Decorator function not accepting my argument?

I wrote a decorator function for handling database transactions and I want to be able to pass a logger to it.

My decorator function looks like

def handleTransactionAndCreateResponse(inner_func, logger):
	"""
	Runs inner function inside of a transaction, handles errors and returns a response.
	Args:
		inner_func: the function to wrap in a tranasction
		logger: logger, used to log information.
	"""
	def wrapped_func(*args, **kwargs): 
		logger.info("Starting transaction")
		# Other logic here
        return inner_func(*args, **kwargs)
	return wrapped_func

And I am calling it like

LOGGER = system.util.getLogger(__name__)

@forms2.decorators.handleTransactionAndCreateResponse(LOGGER)
def create(data, tx=None):
    #Named queries here
	return newId

However calling that create function, I get TypeError: handleTransactionAndCreateResponse() takes exactly 2 arguments (1 given)

So my decorator is expecting that logger to come through, I thought I was feeding it correctly with @forms2.decorators.handleTransactionAndCreateResponse(LOGGER) but apparently not. What am I doing wrong here?

I was able to make it work following the example here Script Benchmarking with Decorators Example

2 Likes

Because that's not how you make a parameterized decorator.
You need to go one level deeper. let's see if I can get this right !

So, decorating a function is equivalent to passing this function to the decorating function:

@decorator
def foo():
    return "foo"
foo()

# is like
def foo()
    return "foo"
decorator(foo)()

decorator takes a function, and returns a function, which you can call directly.
Now, with parameters... We gotta make sure we're talking about the good ones, because two things here could take parameters: decorator and foo.
let's first make a decorator that doesn't take params, and which decorates a function that does:

def decorator(func):
    def wrapper(*args, **kwargs):
        # do stuff
        ret = func(args, kwargs)
        # more stuff
        return ret
    return wrapper

@decorator
def foo(*args, **kwargs):
    return f"{args}, {kwargs}"

foo("bar", baz="qux")


def foo(*args, **kwargs):
    return f"{args}, {kwargs}"
decorator(foo)("bar", baz="qux")

Now if we want a decorator that takes parameters, the call would look like this:

decorator(deco_args)(foo)()
# and not
decorator(foo, deco_args)()

We need a function that takes parameters, in which we will define a function that takes a function and returns one, that we will return and that can be used as a decorator.

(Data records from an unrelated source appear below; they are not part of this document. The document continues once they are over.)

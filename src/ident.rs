//! Bare-identifier checks for the declaration syntax.
use once_cell::sync::Lazy;
use regex::Regex;

static IDENT_RE: Lazy<Regex> = Lazy::new(|| {
    Regex::new(r"^[A-Za-z_$][A-Za-z0-9_$]*$").unwrap()
});

/// Reserved words (plus strict-mode reservations) that cannot be bare names.
const RESERVED: &[&str] = &[
    "break", "case", "catch", "class", "const", "continue", "debugger", "default",
    "delete", "do", "else", "enum", "export", "extends", "false", "finally", "for",
    "function", "if", "import", "in", "instanceof", "new", "null", "return", "super",
    "switch", "this", "throw", "true", "try", "typeof", "var", "void", "while", "with",
    "implements", "interface", "let", "package", "private", "protected", "public",
    "static", "yield",
];

/// Whether `name` can be emitted verbatim as a bare identifier.
pub fn is_valid_token(name: &str) -> bool {
    IDENT_RE.is_match(name) && !RESERVED.contains(&name)
}

/// Namespace names may be dotted; each segment must be a valid token.
pub fn is_valid_namespace_name(name: &str) -> bool {
    !name.is_empty() && name.split('.').all(is_valid_token)
}

/// Internal alias for a name that fails the token check.
pub fn alias_for(name: &str) -> String {
    let body: String = name.chars()
        .map(|c| if c.is_ascii_alphanumeric() || c == '_' || c == '$' { c } else { '_' })
        .collect();
    format!("_{body}")
}

/// Parameter names: reserved words get a leading `_`, unnamed ones `arg<N>`.
pub fn param_name(name: Option<&str>, index: usize) -> String {
    match name {
        Some(name) if is_valid_token(name) => name.to_string(),
        Some(name) if !name.is_empty() => alias_for(name),
        _ => format!("arg{index}"),
    }
}

/// Property keys and re-export names: reserved words are fine in these
/// positions, anything that is not an identifier lexeme is JSON-quoted.
pub fn property_key(name: &str) -> String {
    if IDENT_RE.is_match(name) {
        name.to_string()
    } else {
        serde_json::Value::from(name).to_string()
    }
}

#[cfg(test)]
mod tests {
    use super::*;

    #[test]
    fn tokens() {
        assert!(is_valid_token("runtime"));
        assert!(is_valid_token("$x_1"));
        assert!(!is_valid_token("debugger"));
        assert!(!is_valid_token("delete"));
        assert!(!is_valid_token("1abc"));
        assert!(!is_valid_token("foo-bar"));
        assert!(!is_valid_token(""));
    }

    #[test]
    fn dotted_namespaces() {
        assert!(is_valid_namespace_name("devtools.inspectedWindow"));
        assert!(!is_valid_namespace_name("debugger"));
        assert!(!is_valid_namespace_name("a..b"));
    }

    #[test]
    fn aliases_and_keys() {
        assert_eq!(alias_for("debugger"), "_debugger");
        assert_eq!(alias_for("foo-bar"), "_foo_bar");
        assert_eq!(param_name(Some("function"), 0), "_function");
        assert_eq!(param_name(None, 2), "arg2");
        assert_eq!(property_key("ok"), "ok");
        assert_eq!(property_key("content-type"), "\"content-type\"");
        assert_eq!(property_key("delete"), "delete");
    }
}
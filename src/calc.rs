use std::borrow::Cow;

use tracing::debug;

use crate::{config::Limits, error::EvalError, evaluator::Evaluator};

/// Maps keypad glyphs to the operator characters the evaluator knows.
///
/// Borrows the input when there is nothing to replace.
pub fn normalize(input: &str) -> Cow<'_, str> {
    if !input.contains(['x', '×', '÷', '−']) {
        return Cow::Borrowed(input);
    }

    Cow::Owned(
        input
            .chars()
            .map(|c| match c {
                'x' | '×' => '*',
                '÷' => '/',
                '−' => '-',
                c => c,
            })
            .collect(),
    )
}

const EXPONENT_THRESHOLD: f64 = 1e21;

/// Formats a result for display.
///
/// Whole numbers print without a fraction, switching to exponent form
/// (`1e+21`) from 1e21 upwards. Everything else is rounded to six decimals
/// with trailing zeros removed.
pub fn format_result(value: f64) -> String {
    if value.abs() >= EXPONENT_THRESHOLD {
        return format!("{value:e}").replacen('e', "e+", 1);
    }

    if value.fract() == 0.0 {
        return if value == 0.0 {
            "0".to_string()
        } else {
            format!("{value}")
        };
    }

    let fixed = format!("{value:.6}");
    let trimmed = fixed.trim_end_matches('0').trim_end_matches('.');
    match trimmed {
        "-0" | "" => "0".to_string(),
        s => s.to_string(),
    }
}

/// Front end turning raw display text into display text.
#[derive(Debug, Clone, Copy, Default)]
pub struct Calculator {
    limits: Limits,
}

impl Calculator {
    pub fn new(limits: Limits) -> Self {
        Self { limits }
    }

    pub fn limits(&self) -> Limits {
        self.limits
    }

    /// Evaluates `input` to a numeric value after normalizing glyphs and
    /// checking the length ceiling.
    pub fn evaluate(&self, input: &str) -> Result<f64, EvalError> {
        let len = input.chars().count();
        if len > self.limits.max_input_len {
            debug!(len, limit = self.limits.max_input_len, "input too long");
            return Err(EvalError::TooLong {
                limit: self.limits.max_input_len,
                len,
            });
        }

        let clean = normalize(input);
        Evaluator::with_limits(&clean, self.limits).eval()
    }

    /// Evaluates `input` and formats the result for display.
    pub fn calculate(&self, input: &str) -> Result<String, EvalError> {
        self.evaluate(input).map(format_result)
    }
}

#[cfg(test)]
mod tests {
    use super::*;
    use crate::error::ErrorKind;

    #[test]
    fn test_normalize_borrows_canonical_input() {
        assert!(matches!(normalize("2*3/4"), Cow::Borrowed("2*3/4")));
    }

    #[test]
    fn test_normalize_glyphs() {
        assert_eq!(normalize("2x3÷4"), "2*3/4");
        assert_eq!(normalize("2×3−1"), "2*3-1");
    }

    #[test]
    fn test_format_whole_numbers() {
        assert_eq!(format_result(4.0), "4");
        assert_eq!(format_result(-12.0), "-12");
        assert_eq!(format_result(-0.0), "0");
    }

    #[test]
    fn test_format_large_values() {
        assert_eq!(format_result(1e20), "100000000000000000000");
        assert_eq!(format_result(1e21), "1e+21");
        assert_eq!(format_result(1e300), "1e+300");
        assert_eq!(format_result(-2.5e22), "-2.5e+22");
    }

    #[test]
    fn test_format_fractions() {
        assert_eq!(format_result(0.5), "0.5");
        assert_eq!(format_result(1.0 / 3.0), "0.333333");
        assert_eq!(format_result(2.0 / 3.0), "0.666667");
        assert_eq!(format_result(-2.25), "-2.25");
        assert_eq!(format_result(0.1 + 0.2), "0.3");
    }

    #[test]
    fn test_format_tiny_values() {
        assert_eq!(format_result(1e-9), "0");
        assert_eq!(format_result(-1e-9), "0");
    }

    #[test]
    fn test_calculate() {
        let calc = Calculator::default();
        assert_eq!(Ok("4".to_string()), calc.calculate("2+2"));
        assert_eq!(Ok("6".to_string()), calc.calculate("2x3"));
        assert_eq!(Ok("2.5".to_string()), calc.calculate("5÷2"));
        assert_eq!(Ok("0.5".to_string()), calc.calculate("-.5+1"));
    }

    #[test]
    fn test_calculate_errors() {
        let calc = Calculator::default();
        assert_eq!(calc.calculate("5÷0").unwrap_err().to_string(), "Div by Zero");
        assert_eq!(calc.calculate("10%3%2").unwrap_err().to_string(), "Ambiguous");
        assert_eq!(calc.calculate("5.5%2").unwrap_err().to_string(), "Int Mod Only");
        assert_eq!(calc.calculate("2x(3+2").unwrap_err().to_string(), "Missing ')'");
        assert_eq!(calc.calculate("+").unwrap_err().to_string(), "Unexpected: +");
        assert_eq!(calc.calculate("5+").unwrap_err().to_string(), "Incomplete");
        assert_eq!(calc.calculate(".").unwrap_err().to_string(), "Invalid Number");
    }

    #[test]
    fn test_input_length_ceiling() {
        let calc = Calculator::new(Limits::new(16, 5));
        assert_eq!(Ok("6".to_string()), calc.calculate("1+2+3"));
        assert_eq!(
            calc.calculate("10+200"),
            Err(EvalError::TooLong { limit: 5, len: 6 })
        );
        // counted in characters, not bytes
        assert_eq!(Ok("1".to_string()), calc.calculate("1÷1÷1"));
    }

    #[test]
    fn test_depth_from_limits() {
        let calc = Calculator::new(Limits::new(2, 100));
        assert_eq!(calc.limits().max_depth, 2);
        assert_eq!(calc.calculate("((1))"), Ok("1".to_string()));
        assert_eq!(calc.evaluate("(((1)))").unwrap_err().kind(), ErrorKind::TooDeep);
    }
}
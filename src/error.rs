use miette::{Diagnostic, SourceSpan};
use thiserror::Error;

/// Tag identifying why an evaluation failed.
#[derive(Debug, Clone, Copy, PartialEq, Eq, Hash)]
pub enum ErrorKind {
    Incomplete,
    InvalidNumber,
    DivisionByZero,
    IntegerModuloOnly,
    AmbiguousModulo,
    UnmatchedParenthesis,
    UnexpectedToken,
    TooDeep,
    TooLong,
}

/// Errors produced while evaluating an expression.
///
/// The `Display` text is the short message a calculator shows. Spans are
/// byte ranges into the evaluated input.
#[derive(Diagnostic, Debug, Error, Clone, PartialEq)]
pub enum EvalError {
    #[error("Incomplete")]
    #[diagnostic(code(calc::incomplete), help("an operand is missing at the end of the input"))]
    Incomplete {
        #[label("operand expected here")]
        at: SourceSpan,
    },

    #[error("Invalid Number")]
    #[diagnostic(code(calc::invalid_number))]
    InvalidNumber {
        literal: String,
        #[label("this numeric literal")]
        at: SourceSpan,
    },

    #[error("Div by Zero")]
    #[diagnostic(code(calc::division_by_zero))]
    DivisionByZero {
        #[label("divisor is zero")]
        at: SourceSpan,
    },

    #[error("Int Mod Only")]
    #[diagnostic(code(calc::integer_modulo), help("both operands of % must be whole numbers"))]
    IntegerModuloOnly {
        #[label("non-integer operand")]
        at: SourceSpan,
    },

    #[error("Ambiguous")]
    #[diagnostic(code(calc::ambiguous_modulo), help("use parentheses to group chained % operations"))]
    AmbiguousModulo {
        #[label("second % at the same level")]
        at: SourceSpan,
    },

    #[error("Missing ')'")]
    #[diagnostic(code(calc::unmatched_paren))]
    UnmatchedParenthesis {
        #[label("this '(' is never closed")]
        open: SourceSpan,
    },

    #[error("Unexpected: {found}")]
    #[diagnostic(code(calc::unexpected_token))]
    UnexpectedToken {
        found: char,
        #[label("this input character")]
        at: SourceSpan,
    },

    #[error("Too Deep")]
    #[diagnostic(code(calc::too_deep), help("nesting is limited to {limit} levels"))]
    TooDeep {
        limit: usize,
        #[label("limit reached here")]
        at: SourceSpan,
    },

    #[error("Too Long")]
    #[diagnostic(code(calc::too_long), help("input has {len} characters, the limit is {limit}"))]
    TooLong { limit: usize, len: usize },
}

impl EvalError {
    pub fn kind(&self) -> ErrorKind {
        match self {
            EvalError::Incomplete { .. } => ErrorKind::Incomplete,
            EvalError::InvalidNumber { .. } => ErrorKind::InvalidNumber,
            EvalError::DivisionByZero { .. } => ErrorKind::DivisionByZero,
            EvalError::IntegerModuloOnly { .. } => ErrorKind::IntegerModuloOnly,
            EvalError::AmbiguousModulo { .. } => ErrorKind::AmbiguousModulo,
            EvalError::UnmatchedParenthesis { .. } => ErrorKind::UnmatchedParenthesis,
            EvalError::UnexpectedToken { .. } => ErrorKind::UnexpectedToken,
            EvalError::TooDeep { .. } => ErrorKind::TooDeep,
            EvalError::TooLong { .. } => ErrorKind::TooLong,
        }
    }

    /// Byte range the error points at, if any.
    pub fn span(&self) -> Option<SourceSpan> {
        match self {
            EvalError::Incomplete { at }
            | EvalError::InvalidNumber { at, .. }
            | EvalError::DivisionByZero { at }
            | EvalError::IntegerModuloOnly { at }
            | EvalError::AmbiguousModulo { at }
            | EvalError::UnexpectedToken { at, .. }
            | EvalError::TooDeep { at, .. } => Some(*at),
            EvalError::UnmatchedParenthesis { open } => Some(*open),
            EvalError::TooLong { .. } => None,
        }
    }

    /// Wraps the error in a report that renders `source` under its label.
    pub fn with_source(self, source: &str) -> miette::Report {
        miette::Report::new(self).with_source_code(source.to_string())
    }
}
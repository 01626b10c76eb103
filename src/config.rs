/// Bounds applied before and during evaluation.
///
/// Recursion depth follows the nesting of parentheses and unary minus
/// chains in the input, so both values keep untrusted input from
/// exhausting the stack.
#[derive(Debug, Clone, Copy, PartialEq, Eq)]
pub struct Limits {
    /// Maximum number of nested groups and unary minus applications.
    pub max_depth: usize,
    /// Maximum input length, in characters, accepted by `Calculator`.
    pub max_input_len: usize,
}

impl Limits {
    pub const DEFAULT_MAX_DEPTH: usize = 256;
    pub const DEFAULT_MAX_INPUT_LEN: usize = 4096;

    pub fn new(max_depth: usize, max_input_len: usize) -> Self {
        Self {
            max_depth,
            max_input_len,
        }
    }
}

impl Default for Limits {
    fn default() -> Self {
        Self::new(Self::DEFAULT_MAX_DEPTH, Self::DEFAULT_MAX_INPUT_LEN)
    }
}
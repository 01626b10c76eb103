use tracing::{debug, trace};

use crate::{config::Limits, error::EvalError, lexer::Lexer};

/// Evaluates `expression` with the default limits.
///
/// Values are computed during descent; no tree is kept. The first error
/// aborts the whole evaluation.
pub fn evaluate(expression: &str) -> Result<f64, EvalError> {
    Evaluator::new(expression).eval()
}

/// Single-pass recursive descent evaluator.
///
/// ```text
/// expression := term (('+' | '-') term)*
/// term       := factor (('*' | '/' | '%') factor)*
/// factor     := '-' factor | '(' expression ')' | number
/// number     := digit+ ('.' digit*)? | '.' digit+
/// ```
///
/// A leading `+` in factor position is always rejected.
pub struct Evaluator<'a> {
    lexer: Lexer<'a>,
    limits: Limits,
    depth: usize,
}

impl<'a> Evaluator<'a> {
    pub fn new(input: &'a str) -> Self {
        Self::with_limits(input, Limits::default())
    }

    pub fn with_limits(input: &'a str, limits: Limits) -> Self {
        Self {
            lexer: Lexer::new(input),
            limits,
            depth: 0,
        }
    }

    /// Runs the evaluation. The evaluator is consumed since its cursor
    /// cannot be rewound.
    pub fn eval(mut self) -> Result<f64, EvalError> {
        let source = self.lexer.source();
        let result = self.parse_all();
        match &result {
            Ok(value) => debug!(input = source, value = *value, "evaluated expression"),
            Err(err) => debug!(input = source, error = %err, "rejected expression"),
        }
        result
    }

    fn parse_all(&mut self) -> Result<f64, EvalError> {
        let value = self.expression()?;

        if let Some(found) = self.lexer.peek_token() {
            return Err(EvalError::UnexpectedToken {
                found,
                at: (self.lexer.offset(), found.len_utf8()).into(),
            });
        }

        if !value.is_finite() {
            return Err(EvalError::DivisionByZero {
                at: (0, self.lexer.source().len()).into(),
            });
        }

        Ok(value)
    }

    fn expression(&mut self) -> Result<f64, EvalError> {
        let mut x = self.term()?;
        loop {
            if self.lexer.eat('+') {
                x += self.term()?;
            } else if self.lexer.eat('-') {
                x -= self.term()?;
            } else {
                return Ok(x);
            }
        }
    }

    fn term(&mut self) -> Result<f64, EvalError> {
        let mut x = self.factor()?;
        loop {
            self.lexer.skip_whitespace();
            let op_at = self.lexer.offset();

            if self.lexer.eat('*') {
                x *= self.factor()?;
            } else if self.lexer.eat('/') {
                let divisor = self.factor()?;
                if divisor == 0.0 {
                    return Err(EvalError::DivisionByZero {
                        at: (op_at, 1).into(),
                    });
                }
                x /= divisor;
            } else if self.lexer.eat('%') {
                x = self.modulo(x, op_at)?;
            } else {
                return Ok(x);
            }
            trace!(offset = op_at, value = x, "applied operator");
        }
    }

    /// Integer-only modulo. A `%` directly following the result at the
    /// same level is rejected so chains need explicit grouping.
    fn modulo(&mut self, x: f64, op_at: usize) -> Result<f64, EvalError> {
        let divisor = self.factor()?;

        if x.fract() != 0.0 || divisor.fract() != 0.0 {
            return Err(EvalError::IntegerModuloOnly {
                at: (op_at, 1).into(),
            });
        }
        if divisor == 0.0 {
            return Err(EvalError::DivisionByZero {
                at: (op_at, 1).into(),
            });
        }

        let rem = x % divisor;

        if self.lexer.peek_token() == Some('%') {
            return Err(EvalError::AmbiguousModulo {
                at: (self.lexer.offset(), 1).into(),
            });
        }

        Ok(rem)
    }

    fn factor(&mut self) -> Result<f64, EvalError> {
        self.lexer.skip_whitespace();
        let start = self.lexer.offset();

        if self.lexer.eat('+') {
            return Err(EvalError::UnexpectedToken {
                found: '+',
                at: (start, 1).into(),
            });
        }

        if self.lexer.eat('-') {
            return self.nested(start, |this| this.factor()).map(|x| -x);
        }

        if self.lexer.eat('(') {
            let x = self.nested(start, |this| this.expression())?;
            if !self.lexer.eat(')') {
                return Err(EvalError::UnmatchedParenthesis {
                    open: (start, 1).into(),
                });
            }
            return Ok(x);
        }

        if let Some(token) = self.lexer.number() {
            return token
                .slice
                .parse::<f64>()
                .map_err(|_| EvalError::InvalidNumber {
                    literal: token.slice.to_string(),
                    at: token.span().into(),
                });
        }

        match self.lexer.peek() {
            None => Err(EvalError::Incomplete {
                at: (start, 0).into(),
            }),
            Some(found) => Err(EvalError::UnexpectedToken {
                found,
                at: (start, found.len_utf8()).into(),
            }),
        }
    }

    /// Runs `f` one nesting level deeper, failing once the configured
    /// depth is reached.
    fn nested<F>(&mut self, at: usize, f: F) -> Result<f64, EvalError>
    where
        F: FnOnce(&mut Self) -> Result<f64, EvalError>,
    {
        if self.depth >= self.limits.max_depth {
            return Err(EvalError::TooDeep {
                limit: self.limits.max_depth,
                at: (at, 1).into(),
            });
        }

        self.depth += 1;
        let result = f(self);
        self.depth -= 1;
        result
    }
}
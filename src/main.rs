use clap::{Parser, Subcommand};
use miette::{IntoDiagnostic, WrapErr};
use std::{fs, io::{self, BufRead, Write}};
use std::path::PathBuf;
use strict_calc::*;
use tracing_subscriber::{filter::LevelFilter, layer::SubscriberExt, util::SubscriberInitExt, Layer, Registry};

#[derive(Parser, Debug)]
#[command(version, about, long_about = None)]
struct Cli {
    #[command(subcommand)]
    command: Commands,

    /// Log every evaluation to stderr
    #[arg(short, long, global = true)]
    verbose: bool,

    /// Maximum nesting of parentheses and unary minus
    #[arg(long, global = true, env = "CALC_MAX_DEPTH", default_value_t = Limits::DEFAULT_MAX_DEPTH)]
    max_depth: usize,

    /// Maximum input length in characters
    #[arg(long, global = true, env = "CALC_MAX_INPUT_LEN", default_value_t = Limits::DEFAULT_MAX_INPUT_LEN)]
    max_input_len: usize,
}

#[derive(Subcommand, Debug)]
enum Commands {
    /// Evaluate a single expression
    Eval {
        #[arg(allow_hyphen_values = true)]
        expression: String,
    },
    /// Evaluate every non-blank line of a file
    Run { filename: PathBuf },
    /// Interactive prompt
    Calc,
}

fn init_logging(verbose: bool) {
    let level = if verbose { LevelFilter::DEBUG } else { LevelFilter::WARN };

    let layer = tracing_subscriber::fmt::layer()
        .without_time()
        .with_target(false)
        .with_writer(io::stderr)
        .compact()
        .with_filter(level);

    Registry::default().with(layer).init();
}

fn report(err: EvalError, input: &str) -> miette::Report {
    err.with_source(&normalize(input))
}

fn main() -> miette::Result<()> {
    let cli = Cli::parse();
    init_logging(cli.verbose);

    let calc = Calculator::new(Limits::new(cli.max_depth, cli.max_input_len));

    match cli.command {
        Commands::Eval { expression } => {
            let result = calc
                .calculate(&expression)
                .map_err(|err| report(err, &expression))?;
            println!("{result}");
        }
        Commands::Run { filename } => {
            let file_contents = fs::read_to_string(&filename)
                .into_diagnostic()
                .wrap_err_with(|| format!("reading '{}' failed", filename.display()))?;

            for line in file_contents.lines().map(str::trim).filter(|l| !l.is_empty()) {
                match calc.calculate(line) {
                    Ok(res) => println!("{line} = {res}"),
                    Err(err) => eprintln!("{:?}", report(err, line)),
                }
            }
        }
        Commands::Calc => {
            let stdin = io::stdin();
            let mut lines = stdin.lock().lines();
            loop {
                print!("calc> ");
                io::stdout().flush().into_diagnostic()?;

                let Some(input) = lines.next() else {
                    break;
                };
                let input = input.into_diagnostic().wrap_err("reading input failed")?;
                let input = input.trim();
                if input.is_empty() {
                    continue;
                }
                if input.eq_ignore_ascii_case("exit") {
                    break;
                }

                match calc.calculate(input) {
                    Ok(res) => println!("{res}"),
                    Err(err) => eprintln!("{:?}", report(err, input)),
                }
            }
        }
    }

    Ok(())
}
use std::collections::HashMap;

use payments_core::{BalanceActivity, NetworkType};
use rust_decimal::Decimal;
use serde::{Deserialize, Serialize};

/// One side of a payment as reported by the ledger server.
#[derive(Clone, Debug, Default, PartialEq, Eq, Serialize, Deserialize)]
pub struct PaymentEndpoint {
    pub address: String,
    /// Destination tag / memo, where the chain uses one.
    pub tag: Option<String>,
}

/// A single asset movement inside a transaction's balance changes.
#[derive(Clone, Debug, PartialEq, Serialize, Deserialize)]
pub struct AssetAmount {
    pub currency: String,
    /// Signed main-denomination delta.
    pub value: Decimal,
}

/// A payment transaction returned by the history API or pushed over the
/// server's subscription stream.
#[derive(Clone, Debug, PartialEq, Serialize, Deserialize)]
pub struct LedgerPayment {
    pub id: String,
    pub ledger_version: u64,
    pub index_in_ledger: u64,
    pub source: PaymentEndpoint,
    pub destination: PaymentEndpoint,
    pub successful: bool,
    /// Network fee paid by the source, main denomination.
    pub fee: Decimal,
    /// Address -> per-asset signed balance deltas.
    pub balance_changes: HashMap<String, Vec<AssetAmount>>,
}

#[derive(Clone, Debug, PartialEq, Eq, Serialize, Deserialize)]
pub struct ServerInfo {
    /// Retained history as reported by the server, e.g. "32570-38329".
    pub complete_ledgers: String,
}

#[derive(Clone, Debug, PartialEq, Eq, Serialize, Deserialize)]
pub struct LedgerInfo {
    pub ledger_hash: String,
    /// Close time, seconds since the Unix epoch.
    pub close_time: u64,
}

/// Inclusive ledger window actually scanned.
#[derive(Clone, Copy, Debug, PartialEq, Eq)]
pub struct LedgerRange {
    pub from: u64,
    pub to: u64,
}

/// Caller-facing bound for a scan window: a raw ledger height or a
/// previously observed activity record.
#[derive(Clone, Copy, Debug, PartialEq, Eq)]
pub enum ActivityBound {
    Height(u64),
    ConfirmationNumber(u64),
}

impl ActivityBound {
    pub fn ledger(&self) -> u64 {
        match self {
            ActivityBound::Height(h) | ActivityBound::ConfirmationNumber(h) => *h,
        }
    }
}

impl From<u64> for ActivityBound {
    fn from(height: u64) -> Self {
        ActivityBound::Height(height)
    }
}

impl From<&BalanceActivity> for ActivityBound {
    fn from(activity: &BalanceActivity) -> Self {
        ActivityBound::ConfirmationNumber(activity.confirmation_number)
    }
}

/// Unsigned account-ledger payment; an external signer turns it into a
/// submittable blob.
#[derive(Clone, Debug, PartialEq, Serialize, Deserialize)]
pub struct LedgerPaymentPlan {
    pub from_address: String,
    pub to_address: String,
    pub to_extra_id: Option<String>,
    pub amount: Decimal,
    pub fee: Decimal,
    pub sequence: u64,
    pub network: NetworkType,
    pub asset_symbol: String,
}

/// Externally signed ledger transaction ready for submission.
#[derive(Clone, Debug, PartialEq, Eq, Serialize, Deserialize)]
pub struct SignedLedgerTransaction {
    pub id: String,
    pub tx_blob: String,
}
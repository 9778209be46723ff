//! Weighted change schedules for UTXO-pool maintenance.

/// Result of distributing residual value across a weighted schedule.
#[derive(Clone, Debug, PartialEq, Eq)]
pub struct ChangeSplit {
    /// Surviving change amounts, weight-ascending.
    pub outputs: Vec<u64>,
    /// Value not assigned to any output (dropped shares plus flooring
    /// remainders).
    pub loose: u64,
}

/// Split `total` across `target_count` outputs weighted `2^0..2^(k-1)`,
/// dropping any share at or below `floor`. Never loses a base unit:
/// `sum(outputs) + loose == total`.
pub fn split_change(total: u64, target_count: usize, floor: u64) -> ChangeSplit {
    if total == 0 || target_count == 0 {
        return ChangeSplit {
            outputs: Vec::new(),
            loose: total,
        };
    }
    debug_assert!(target_count < 64, "weight schedule would overflow");
    let weights: Vec<u64> = (0..target_count).map(|i| 1u64 << i).collect();
    let weight_sum: u64 = weights.iter().sum();
    let mut outputs = Vec::with_capacity(target_count);
    let mut allocated = 0u64;
    for weight in &weights {
        let share = ((total as u128 * *weight as u128) / weight_sum as u128) as u64;
        if share > floor {
            outputs.push(share);
            allocated += share;
        }
    }
    ChangeSplit {
        outputs,
        loose: total - allocated,
    }
}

def parameterized_decorator(deco_args):
    def inner_decorator(func):
        def wrapper(*args, **kwargs):
            # do stuff
            ret = func(args, kwargs)
            # more stuff
            return ret
        return wrapper
    return inner_decorator

So, now we can call parameterized_decorator with arguments.

inner_deco = parameterized_decorator(deco_args)

This returns a function that takes a function and also returns one:

deco = inner_deco(foo)

The function returned by this, can then be called with args and kwargs:

deco(args, kwargs)

In the end, we get this:

@decorator(deco_args)
def foo(*args, **kwargs):
    # do the foo
foo(args, kwargs)

# is like
def foo(*args, **kwargs):
    # do the foo
decorator(deco_args)(foo)(args, kwargs)

Let's hope this all makes sense !

3 Likes

I like metaprogramming, and I still have to re-read the documentation half a dozen times every time I try to write a decorator. I maintain it's just a tricky concept to wrap your head around.

2 Likes

This made me laugh. I figured as much when it wasn't working lol.

I found this and it explained what you just did, I encourage anyone else who want's to learn about decorators to read it The best explanation of Python decorators I’ve ever seen. (An archived answer from StackOverflow.) · GitHub

I decided to not have a function that returns a function that returns a function in my codebase though. Even though it makes sense to me today that won't be the case a week from now and this seems like a very appropriate spot to use some pre-built tools like functools to do the heavy lifting for me.

I'm with you @PGriffith . I always need a refresher when writing decorators.

Yes you can use functools's partial to get a similar result.

You can do it with partial but the example I followed uses @functool.wraps inside the __call__ method of a class around the wrapped function. I found it much cleaner than partial as it also offers opportunity to do an __init__ and set things if nothing is fed in if you so desired.

wraps's role is different. It's used to keep the decorated function metadata (docstrings, name, etc...)...
Since decorators return a new function, those things would be lost if we didn't copy them explicitly to the returned function.
It doesn't make decorators itself, it helps with keeping them consistent.